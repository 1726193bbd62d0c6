//! Batch link creation and removal service.

use std::collections::HashSet;
use std::sync::Arc;

use chrono::{DateTime, Duration, Utc};
use serde_json::json;

use crate::domain::entities::{ShortCode, UrlRecord};
use crate::domain::event_logger::EventLogger;
use crate::domain::log_event::LogPackage;
use crate::domain::repositories::LinkRepository;
use crate::error::{AppError, RowError, ShortenError};
use crate::utils::code_generator::{self, generate_code};
use crate::utils::url_validator::parse_target_url;

/// Maximum number of rows accepted in one creation batch.
pub const MAX_BATCH_SIZE: usize = 5;

/// Default link lifetime in minutes when a row does not specify one.
pub const DEFAULT_VALIDITY_MINUTES: u32 = 30;

/// Attempts at generating a non-colliding code before giving up.
const MAX_GENERATION_ATTEMPTS: usize = 10;

/// One row of a creation batch, as entered by the user.
#[derive(Debug, Clone, Default)]
pub struct LinkRequest {
    pub url: String,
    pub custom_code: Option<String>,
    /// Lifetime in minutes, unparsed. `None` means the service default.
    pub validity: Option<String>,
}

/// Service for creating and deleting shortened links.
///
/// Creation is all-or-nothing: every row of a batch is validated, every row
/// failure is collected, and the registry is only touched when the whole
/// batch is valid.
pub struct LinkService<L: LinkRepository> {
    link_repository: Arc<L>,
    events: EventLogger,
    default_validity_minutes: u32,
}

impl<L: LinkRepository> LinkService<L> {
    /// Creates a new link service.
    pub fn new(link_repository: Arc<L>, events: EventLogger) -> Self {
        Self {
            link_repository,
            events,
            default_validity_minutes: DEFAULT_VALIDITY_MINUTES,
        }
    }

    /// Overrides the lifetime applied to rows without an explicit validity.
    pub fn with_default_validity(mut self, minutes: u32) -> Self {
        self.default_validity_minutes = minutes;
        self
    }

    /// Creates short links for a batch of 1 to [`MAX_BATCH_SIZE`] rows.
    ///
    /// # Row Validation
    ///
    /// Each row is checked in order and stops at its first failure:
    ///
    /// 1. URL present
    /// 2. URL is absolute `http`/`https`
    /// 3. Custom code (if any) is long enough, routable, and not taken by the
    ///    registry or an earlier row of the same batch; otherwise a unique
    ///    code is generated
    /// 4. Validity is a positive whole number of minutes
    ///
    /// # Errors
    ///
    /// Returns [`AppError::Validation`] listing every failed row when any row
    /// fails, or when the batch size is out of range. Returns
    /// [`AppError::Conflict`] if a code was claimed concurrently between
    /// validation and commit. Returns [`AppError::Internal`] if no unique code
    /// could be generated.
    pub async fn create_batch(&self, rows: Vec<LinkRequest>) -> Result<Vec<UrlRecord>, AppError> {
        self.create_batch_at(rows, Utc::now()).await
    }

    /// Same as [`Self::create_batch`] with an explicit creation time.
    pub async fn create_batch_at(
        &self,
        rows: Vec<LinkRequest>,
        now: DateTime<Utc>,
    ) -> Result<Vec<UrlRecord>, AppError> {
        if rows.is_empty() || rows.len() > MAX_BATCH_SIZE {
            return Err(AppError::bad_request(
                format!("A batch must contain between 1 and {MAX_BATCH_SIZE} URLs"),
                json!({ "provided": rows.len() }),
            ));
        }

        let mut records = Vec::with_capacity(rows.len());
        let mut errors = Vec::new();
        let mut pending: HashSet<String> = HashSet::new();

        for (index, row) in rows.into_iter().enumerate() {
            match self.build_record(row, &pending, now).await? {
                Ok(record) => {
                    pending.insert(record.id.clone());
                    records.push(record);
                }
                Err(error) => errors.push(RowError {
                    row: index + 1,
                    error,
                }),
            }
        }

        if !errors.is_empty() {
            let err = AppError::rejected_batch(&errors);
            self.events
                .warn(LogPackage::Api, format!("Validation errors: {err}"));
            return Err(err);
        }

        self.link_repository.add_many(records.clone()).await?;

        self.events.info(
            LogPackage::Api,
            format!("{} URLs successfully shortened.", records.len()),
        );

        Ok(records)
    }

    /// Checks a trimmed custom code against format rules and the registry.
    ///
    /// # Errors
    ///
    /// The outer `Result` carries registry failures; the inner one carries
    /// [`ShortenError::ShortcodeTooShort`], [`ShortenError::InvalidShortcode`]
    /// or [`ShortenError::ShortcodeDuplicate`].
    pub async fn validate_custom_code(
        &self,
        code: &str,
    ) -> Result<Result<ShortCode, ShortenError>, AppError> {
        self.validate_custom_code_against(code, &HashSet::new())
            .await
    }

    /// Removes a link by its code.
    ///
    /// Returns `Ok(false)` when no such link exists; nothing else changes.
    pub async fn delete_link(&self, code: &str) -> Result<bool, AppError> {
        let removed = self.link_repository.remove(code).await?;

        if removed {
            self.events
                .info(LogPackage::Api, format!("Deleted short link {code}"));
        }

        Ok(removed)
    }

    async fn build_record(
        &self,
        row: LinkRequest,
        pending: &HashSet<String>,
        now: DateTime<Utc>,
    ) -> Result<Result<UrlRecord, ShortenError>, AppError> {
        let raw_url = row.url.trim();
        if raw_url.is_empty() {
            return Ok(Err(ShortenError::MissingUrl));
        }

        let Some(long_url) = parse_target_url(raw_url) else {
            return Ok(Err(ShortenError::InvalidUrlFormat));
        };

        let custom_code = row
            .custom_code
            .as_deref()
            .map(str::trim)
            .filter(|c| !c.is_empty());

        let short_code = match custom_code {
            Some(code) => match self.validate_custom_code_against(code, pending).await? {
                Ok(code) => code,
                Err(e) => return Ok(Err(e)),
            },
            None => self.generate_unique_code(pending).await?,
        };

        let expires_at = match self.expiry_for(row.validity.as_deref(), now) {
            Some(expires_at) => expires_at,
            None => return Ok(Err(ShortenError::InvalidValidity)),
        };

        Ok(Ok(UrlRecord::new(
            short_code,
            long_url.to_string(),
            now,
            expires_at,
        )))
    }

    async fn validate_custom_code_against(
        &self,
        code: &str,
        pending: &HashSet<String>,
    ) -> Result<Result<ShortCode, ShortenError>, AppError> {
        let short_code = match code_generator::validate_custom_code(code) {
            Ok(short_code) => short_code,
            Err(e) => return Ok(Err(e)),
        };

        if pending.contains(short_code.as_str())
            || self
                .link_repository
                .find_by_code(short_code.as_str())
                .await?
                .is_some()
        {
            return Ok(Err(ShortenError::ShortcodeDuplicate(
                short_code.to_string(),
            )));
        }

        Ok(Ok(short_code))
    }

    /// Computes the expiry for a raw validity value.
    ///
    /// A missing value falls back to the default. Returns `None` for anything
    /// that is not a positive whole number or overflows the calendar.
    fn expiry_for(&self, raw: Option<&str>, now: DateTime<Utc>) -> Option<DateTime<Utc>> {
        let minutes: i64 = match raw {
            Some(raw) => raw.trim().parse().ok()?,
            None => i64::from(self.default_validity_minutes),
        };

        if minutes < 1 {
            return None;
        }

        now.checked_add_signed(Duration::try_minutes(minutes)?)
    }

    /// Generates a code unknown to both the registry and the pending batch.
    async fn generate_unique_code(&self, pending: &HashSet<String>) -> Result<ShortCode, AppError> {
        for _ in 0..MAX_GENERATION_ATTEMPTS {
            let code = generate_code();

            if pending.contains(&code) {
                continue;
            }

            if self.link_repository.find_by_code(&code).await?.is_none() {
                return ShortCode::parse(&code).map_err(|e| {
                    AppError::internal(
                        "Generated an invalid short code",
                        json!({ "reason": e.to_string() }),
                    )
                });
            }
        }

        Err(AppError::internal(
            "Failed to generate unique code",
            json!({ "reason": "Too many collisions" }),
        ))
    }
}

(Work instructions) Copy the lines above exactly, from the very first through the one containing "pub fn with_default_validity(mut", and include no other line.

(Solved problem)
repository 1726193bbd62d0c6
//! Batch link creation and removal service.

use std::collections::HashSet;
use std::sync::Arc;

use chrono::{DateTime, Duration, Utc};
use serde_json::json;

use crate::domain::entities::{ShortCode, UrlRecord};
use crate::domain::event_logger::EventLogger;
use crate::domain::log_event::LogPackage;
use crate::domain::repositories::LinkRepository;
use crate::error::{AppError, RowError, ShortenError};
use crate::utils::code_generator::{self, generate_code};
use crate::utils::url_validator::parse_target_url;

/// Maximum number of rows accepted in one creation batch.
pub const MAX_BATCH_SIZE: usize = 5;

/// Default link lifetime in minutes when a row does not specify one.
pub const DEFAULT_VALIDITY_MINUTES: u32 = 30;

/// Attempts at generating a non-colliding code before giving up.
const MAX_GENERATION_ATTEMPTS: usize = 10;

/// One row of a creation batch, as entered by the user.
#[derive(Debug, Clone, Default)]
pub struct LinkRequest {
    pub url: String,
    pub custom_code: Option<String>,
    /// Lifetime in minutes, unparsed. `None` means the service default.
    pub validity: Option<String>,
}

/// Service for creating and deleting shortened links.
///
/// Creation is all-or-nothing: every row of a batch is validated, every row
/// failure is collected, and the registry is only touched when the whole
/// batch is valid.
pub struct LinkService<L: LinkRepository> {
    link_repository: Arc<L>,
    events: EventLogger,
    default_validity_minutes: u32,
}

impl<L: LinkRepository> LinkService<L> {
    /// Creates a new link service.
    pub fn new(link_repository: Arc<L>, events: EventLogger) -> Self {
        Self {
            link_repository,
            events,
            default_validity_minutes: DEFAULT_VALIDITY_MINUTES,
        }
    }

    /// Overrides the lifetime applied to rows without an explicit validity.
    pub fn with_default_validity(mut self, minutes: u32) -> Self {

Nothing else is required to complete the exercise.